One shook the boxing world with a single mean punch, while the other emerged the best in a field featuring the finest in the Southeast Asian region.
Boxer Nonito Donaire Jr. and swimmer Miguel Molina did the country proud in the year just passed with their respective exploits done under the most trying times.
Donaire, 25, wrested the International Boxing Federation (IBF) flyweight crown by destroying the myth of invincibility surrounding previously unbeaten champion Vic Darchinyan in their world title fight in Connecticut, USA.
Not to be outdone, the 23-year-old Molina bagged the Best Male Athlete award of the 24th Southeast Asian Games in Thailand and became the saving grace of a troubled Team Philippines’ campaign.
Together, the two, without doubt, served as the face of another remarkable season in Philippine sports, good enough reason for them to be named as the 2007 Athletes of the Year by the Philippine Sportswriters Association (PSA).
Bested by Donaire and Molina for the prestigious award handed out by the country’s oldest media organization were boxing sensation Manny Pacquiao, golfer Frankie Miñoza, pool idol Ronnie Alcano and young Grandmaster Wesley So.

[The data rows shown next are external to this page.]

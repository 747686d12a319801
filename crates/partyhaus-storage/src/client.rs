//! Typed accessors over a [`LocalStorage`] backend.

use crate::{LocalStorage, StorageKeys, StorageResult};
use serde::de::DeserializeOwned;
use serde::{Deserialize, Serialize};
use std::sync::Arc;

/// Supabase auth session as stored on disk.
#[derive(Debug, Clone, PartialEq, Eq, Serialize, Deserialize)]
pub struct StoredAuthSession {
    pub access_token: String,
    pub refresh_token: String,
    pub user_id: String,
    #[serde(default)]
    pub email: Option<String>,
    /// When the access token expires (RFC 3339)
    pub expires_at: String,
}

impl StoredAuthSession {
    /// Expired, or within 60 seconds of expiring. Unparseable timestamps
    /// count as expired.
    pub fn is_expired(&self) -> bool {
        match chrono::DateTime::parse_from_rfc3339(&self.expires_at) {
            Ok(expires_at) => {
                expires_at
                    .signed_duration_since(chrono::Utc::now())
                    .num_seconds()
                    < 60
            }
            Err(_) => true,
        }
    }
}

/// High-level API over the client's local storage. Cheap to clone.
#[derive(Clone)]
pub struct ClientStorage {
    storage: Arc<dyn LocalStorage>,
}

impl ClientStorage {
    pub fn new(storage: Arc<dyn LocalStorage>) -> Self {
        Self { storage }
    }

    fn get_json<T: DeserializeOwned>(&self, key: &str) -> StorageResult<Option<T>> {
        match self.storage.get(key)? {
            Some(json) => Ok(Some(serde_json::from_str(&json)?)),
            None => Ok(None),
        }
    }

    fn set_json<T: Serialize>(&self, key: &str, value: &T) -> StorageResult<()> {
        let json = serde_json::to_string(value)?;
        self.storage.set(key, &json)
    }

    // ==========================================
    // Persisted session subset
    // ==========================================

    /// Load the persisted session subset. The caller owns the shape.
    pub fn load_session<T: DeserializeOwned>(&self) -> StorageResult<Option<T>> {
        self.get_json(StorageKeys::PERSISTED_SESSION)
    }

    pub fn save_session<T: Serialize>(&self, snapshot: &T) -> StorageResult<()> {
        self.set_json(StorageKeys::PERSISTED_SESSION, snapshot)
    }

    pub fn clear_session(&self) -> StorageResult<bool> {
        self.storage.delete(StorageKeys::PERSISTED_SESSION)
    }

    // ==========================================
    // Auth session
    // ==========================================

    pub fn set_auth_session(&self, session: &StoredAuthSession) -> StorageResult<()> {
        self.set_json(StorageKeys::AUTH_SESSION, session)
    }

    pub fn get_auth_session(&self) -> StorageResult<Option<StoredAuthSession>> {
        self.get_json(StorageKeys::AUTH_SESSION)
    }

    pub fn has_auth_session(&self) -> StorageResult<bool> {
        self.storage.has(StorageKeys::AUTH_SESSION)
    }

    pub fn clear_auth_session(&self) -> StorageResult<()> {
        let _ = self.storage.delete(StorageKeys::AUTH_SESSION)?;
        Ok(())
    }
}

The PSA Athlete of the Year honor will be the first for both Donaire and Molina.
“It was a hard decision considering that all the candidates were deserving. But in the end, it all boiled down between Nonito Donaire and Miguel Molina, whose daring exploits came at the unexpected time,” said PSA president Aldrin Cardona of the Tribune.

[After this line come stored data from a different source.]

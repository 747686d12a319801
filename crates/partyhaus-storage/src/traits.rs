//! Storage trait definitions.

use crate::StorageResult;

/// Key/value backend for client-side durable state.
pub trait LocalStorage: Send + Sync {
    /// Store a value
    fn set(&self, key: &str, value: &str) -> StorageResult<()>;

    /// Retrieve a value
    fn get(&self, key: &str) -> StorageResult<Option<String>>;

    /// Delete a value, returning whether it existed
    fn delete(&self, key: &str) -> StorageResult<bool>;

    /// Check if a key exists
    fn has(&self, key: &str) -> StorageResult<bool> {
        Ok(self.get(key)?.is_some())
    }
}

The two will be honored in the San Miguel Corporation-PSA Annual Awards Night set Feb. 16 at the SM Mall of Asia.
Pacquiao, Minñoza, Alcano and So however, are included among the honorees to be feted with major awards by the media group composed of sportswriters from the country’s national broadsheets and tabloids.
Already named major awardees in the event sponsored by Shakey’s, the Philippine Sports Commission (PSC), Philippine Amusements and Gaming Corp. (Pagcor), Accel and Raymundo’s Trophies and Sculptures (www.raymundonawards.com) are Mark Caguioa (pro) and Jason Castro (amateur) in basketball and jockey Patti Dilema and Es Twenty Six in horseracing.
Meanwhile, the gold medal winners in the SEA Games lead the personalities and entities to be given citations in the same awards night to be broadcast live over DZSR Sports Radio 918 and can be seen through the internet by typing www.pbs.gov.ph by clicking the sportsradio icon.
Donaire stunned the boxing world in August last year by scoring a fifth round technical knockout of the 31-year-old Darchinyan, an Australian of Armenian descent, to win the 112-pound IBF belt.
Now based in Los Angeles but born in General Santos City, Donaire dominated the hard-hitting Darchinyan, one of the most fearsome punchers in boxing today, right from the opening round before completing the shocking win by connecting a solid counter left hook to the jaw that knocked the champion down to the canvass.
Four months after the sensational win, adjudged as the 2007 “Upset of the Year” and “Knockout of the Year” by the esteemed Ring Magazine, the so-called Bible of Boxing, Donaire returned to the ring and successfully defended his IBF belt with an eight round technical knockout of Mexican Luis Maldonado at the Foxwoods Resort Casino.
A week after Donaire’s title defense, Molina took center stage.
The University of California-Berkeley International Relations graduate took the SEA Games by storm with a four-gold romp at the pool of His Majesty the King’s 80th Birthday Anniversary Stadium on the way to being named the meet’s Best Male Athlete.
He topped the 400-m individual medley, the 200-m IM, the200-m breastroke and anchored the 4x100-m relay team composed of Ryan Arabejo, James Walsh and Daniel Coakley to become one of only two athletes to win four golds in the Thailand SEA Games.